*** RECORDS SHOWN ***

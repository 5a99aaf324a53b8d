// ABOUTME: D-Bus interface names the daemon exports per modem object
// ABOUTME: Used as keys for the per-interface property maps kept on each device

/// Exported interfaces, one property map each.
#[derive(Copy, Clone, Debug, PartialEq, Eq, Hash, PartialOrd, Ord)]
pub enum Interface {
    Modem,
    Simple,
    Card,
    Contacts,
    Network,
    Sms,
    Ussd,
}

impl Interface {
    pub const ALL: [Interface; 7] = [
        Interface::Modem,
        Interface::Simple,
        Interface::Card,
        Interface::Contacts,
        Interface::Network,
        Interface::Sms,
        Interface::Ussd,
    ];

    pub fn name(&self) -> &'static str {
        match self {
            Interface::Modem => "org.freedesktop.ModemManager.Modem",
            Interface::Simple => "org.freedesktop.ModemManager.Modem.Simple",
            Interface::Card => "org.freedesktop.ModemManager.Modem.Gsm.Card",
            Interface::Contacts => "org.freedesktop.ModemManager.Modem.Gsm.Contacts",
            Interface::Network => "org.freedesktop.ModemManager.Modem.Gsm.Network",
            Interface::Sms => "org.freedesktop.ModemManager.Modem.Gsm.SMS",
            Interface::Ussd => "org.freedesktop.ModemManager.Modem.Gsm.Ussd",
        }
    }
}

*** End of RECORDS SHOWN ***

WORK TASK
All entries must be printed exactly, with nothing omitted.

EXERCISE RESPONSE
repository 5a99aaf324a53b8d
// ABOUTME: D-Bus interface names the daemon exports per modem object
// ABOUTME: Used as keys for the per-interface property maps kept on each device

/// Exported interfaces, one property map each.
#[derive(Copy, Clone, Debug, PartialEq, Eq, Hash, PartialOrd, Ord)]
pub enum Interface {
    Modem,
    Simple,
    Card,
    Contacts,
    Network,
    Sms,
    Ussd,
}

impl Interface {
    pub const ALL: [Interface; 7] = [
        Interface::Modem,
        Interface::Simple,
        Interface::Card,
        Interface::Contacts,
        Interface::Network,
        Interface::Sms,
        Interface::Ussd,
    ];

    pub fn name(&self) -> &'static str {
        match self {
            Interface::Modem => "org.freedesktop.ModemManager.Modem",
            Interface::Simple => "org.freedesktop.ModemManager.Modem.Simple",
            Interface::Card => "org.freedesktop.ModemManager.Modem.Gsm.Card",
            Interface::Contacts => "org.freedesktop.ModemManager.Modem.Gsm.Contacts",
            Interface::Network => "org.freedesktop.ModemManager.Modem.Gsm.Network",
            Interface::Sms => "org.freedesktop.ModemManager.Modem.Gsm.SMS",
            Interface::Ussd => "org.freedesktop.ModemManager.Modem.Gsm.Ussd",
        }
    }
}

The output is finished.